→ Provided records:
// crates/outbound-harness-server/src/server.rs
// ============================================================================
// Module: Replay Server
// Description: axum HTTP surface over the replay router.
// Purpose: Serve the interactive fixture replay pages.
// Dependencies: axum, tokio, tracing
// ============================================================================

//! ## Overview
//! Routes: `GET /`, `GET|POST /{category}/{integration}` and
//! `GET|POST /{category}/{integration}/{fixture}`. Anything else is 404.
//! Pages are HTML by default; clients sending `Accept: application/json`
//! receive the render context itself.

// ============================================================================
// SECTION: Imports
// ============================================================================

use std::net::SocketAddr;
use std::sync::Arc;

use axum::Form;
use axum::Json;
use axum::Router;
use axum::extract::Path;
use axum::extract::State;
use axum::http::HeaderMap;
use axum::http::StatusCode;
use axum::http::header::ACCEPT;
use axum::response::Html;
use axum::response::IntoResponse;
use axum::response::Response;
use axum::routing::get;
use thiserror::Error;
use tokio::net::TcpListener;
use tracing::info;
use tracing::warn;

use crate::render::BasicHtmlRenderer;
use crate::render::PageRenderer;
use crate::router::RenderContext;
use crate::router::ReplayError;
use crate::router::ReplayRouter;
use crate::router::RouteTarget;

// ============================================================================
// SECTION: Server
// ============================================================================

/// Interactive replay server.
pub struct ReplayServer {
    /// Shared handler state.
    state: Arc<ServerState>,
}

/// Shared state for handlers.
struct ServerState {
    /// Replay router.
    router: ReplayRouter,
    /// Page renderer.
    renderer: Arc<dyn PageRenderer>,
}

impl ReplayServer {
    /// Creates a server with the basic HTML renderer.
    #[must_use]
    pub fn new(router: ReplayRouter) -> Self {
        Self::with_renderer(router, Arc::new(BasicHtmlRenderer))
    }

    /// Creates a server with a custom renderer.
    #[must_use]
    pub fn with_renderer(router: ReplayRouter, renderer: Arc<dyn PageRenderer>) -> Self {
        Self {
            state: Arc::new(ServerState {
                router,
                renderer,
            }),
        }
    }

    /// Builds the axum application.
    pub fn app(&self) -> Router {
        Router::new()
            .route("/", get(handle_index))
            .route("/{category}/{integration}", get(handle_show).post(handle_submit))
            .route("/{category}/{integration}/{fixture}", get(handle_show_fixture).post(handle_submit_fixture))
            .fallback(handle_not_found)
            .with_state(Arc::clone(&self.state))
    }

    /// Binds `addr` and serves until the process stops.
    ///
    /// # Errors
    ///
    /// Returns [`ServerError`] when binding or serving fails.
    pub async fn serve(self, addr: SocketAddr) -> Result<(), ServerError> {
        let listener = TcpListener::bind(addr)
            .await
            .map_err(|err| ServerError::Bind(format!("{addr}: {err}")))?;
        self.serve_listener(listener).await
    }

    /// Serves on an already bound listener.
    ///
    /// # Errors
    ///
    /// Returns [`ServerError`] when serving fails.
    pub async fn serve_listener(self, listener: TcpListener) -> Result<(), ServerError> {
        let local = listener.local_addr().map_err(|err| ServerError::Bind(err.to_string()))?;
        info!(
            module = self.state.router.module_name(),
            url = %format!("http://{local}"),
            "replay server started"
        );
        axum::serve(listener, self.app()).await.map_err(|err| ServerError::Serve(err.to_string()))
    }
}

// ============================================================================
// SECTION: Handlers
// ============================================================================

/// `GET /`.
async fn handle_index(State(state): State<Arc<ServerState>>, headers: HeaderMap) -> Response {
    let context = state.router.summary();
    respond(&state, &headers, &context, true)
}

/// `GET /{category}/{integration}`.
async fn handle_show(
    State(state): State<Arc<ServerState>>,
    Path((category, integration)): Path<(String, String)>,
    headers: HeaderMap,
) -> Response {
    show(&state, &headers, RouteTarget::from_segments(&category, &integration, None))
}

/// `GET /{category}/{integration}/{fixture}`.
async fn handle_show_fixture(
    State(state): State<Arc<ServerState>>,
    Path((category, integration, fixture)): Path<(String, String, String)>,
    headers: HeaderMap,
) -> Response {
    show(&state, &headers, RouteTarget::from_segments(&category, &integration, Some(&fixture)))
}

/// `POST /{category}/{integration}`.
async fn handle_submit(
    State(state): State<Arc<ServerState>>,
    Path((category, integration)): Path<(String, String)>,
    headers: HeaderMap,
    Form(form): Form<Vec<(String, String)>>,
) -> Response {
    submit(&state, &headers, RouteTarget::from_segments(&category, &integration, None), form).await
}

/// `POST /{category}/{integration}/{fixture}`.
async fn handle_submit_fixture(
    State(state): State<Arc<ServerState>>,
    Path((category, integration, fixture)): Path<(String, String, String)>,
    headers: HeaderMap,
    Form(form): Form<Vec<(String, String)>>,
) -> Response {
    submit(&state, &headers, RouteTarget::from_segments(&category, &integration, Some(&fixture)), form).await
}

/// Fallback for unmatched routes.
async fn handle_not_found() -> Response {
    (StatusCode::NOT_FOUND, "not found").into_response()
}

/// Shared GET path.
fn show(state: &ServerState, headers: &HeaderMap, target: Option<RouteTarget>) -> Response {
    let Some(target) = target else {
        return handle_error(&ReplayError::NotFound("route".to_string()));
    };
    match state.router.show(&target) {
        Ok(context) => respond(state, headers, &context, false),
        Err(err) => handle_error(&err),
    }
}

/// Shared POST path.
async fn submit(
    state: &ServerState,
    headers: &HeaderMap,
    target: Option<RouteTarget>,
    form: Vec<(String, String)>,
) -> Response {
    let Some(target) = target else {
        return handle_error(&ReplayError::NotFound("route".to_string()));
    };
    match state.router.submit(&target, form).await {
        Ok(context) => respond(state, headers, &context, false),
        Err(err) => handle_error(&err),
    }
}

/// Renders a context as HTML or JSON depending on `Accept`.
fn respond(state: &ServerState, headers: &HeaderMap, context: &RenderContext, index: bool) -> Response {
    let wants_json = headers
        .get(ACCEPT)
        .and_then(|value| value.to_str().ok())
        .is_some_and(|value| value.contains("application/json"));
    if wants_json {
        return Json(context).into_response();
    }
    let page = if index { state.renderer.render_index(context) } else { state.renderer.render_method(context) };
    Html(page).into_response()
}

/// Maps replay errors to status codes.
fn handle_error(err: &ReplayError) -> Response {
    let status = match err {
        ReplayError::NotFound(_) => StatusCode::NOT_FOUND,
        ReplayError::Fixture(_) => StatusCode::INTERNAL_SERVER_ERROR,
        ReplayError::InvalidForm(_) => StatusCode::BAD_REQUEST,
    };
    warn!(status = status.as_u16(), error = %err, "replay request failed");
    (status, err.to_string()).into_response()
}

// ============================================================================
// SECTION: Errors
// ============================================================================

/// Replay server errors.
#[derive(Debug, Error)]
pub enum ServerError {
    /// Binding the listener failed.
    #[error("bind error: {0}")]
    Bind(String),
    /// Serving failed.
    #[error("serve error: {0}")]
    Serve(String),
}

→ Directions for this task: Looking at the entries above, can you reproduce exactly the lines from the one that holds "self.serve_listener(listener).await" through the one that holds "pub async fn serve_listener(self, listener: TcpListener)", and only those?

→ Final answer:
        self.serve_listener(listener).await
    }

    /// Serves on an already bound listener.
    ///
    /// # Errors
    ///
    /// Returns [`ServerError`] when serving fails.
    pub async fn serve_listener(self, listener: TcpListener) -> Result<(), ServerError> {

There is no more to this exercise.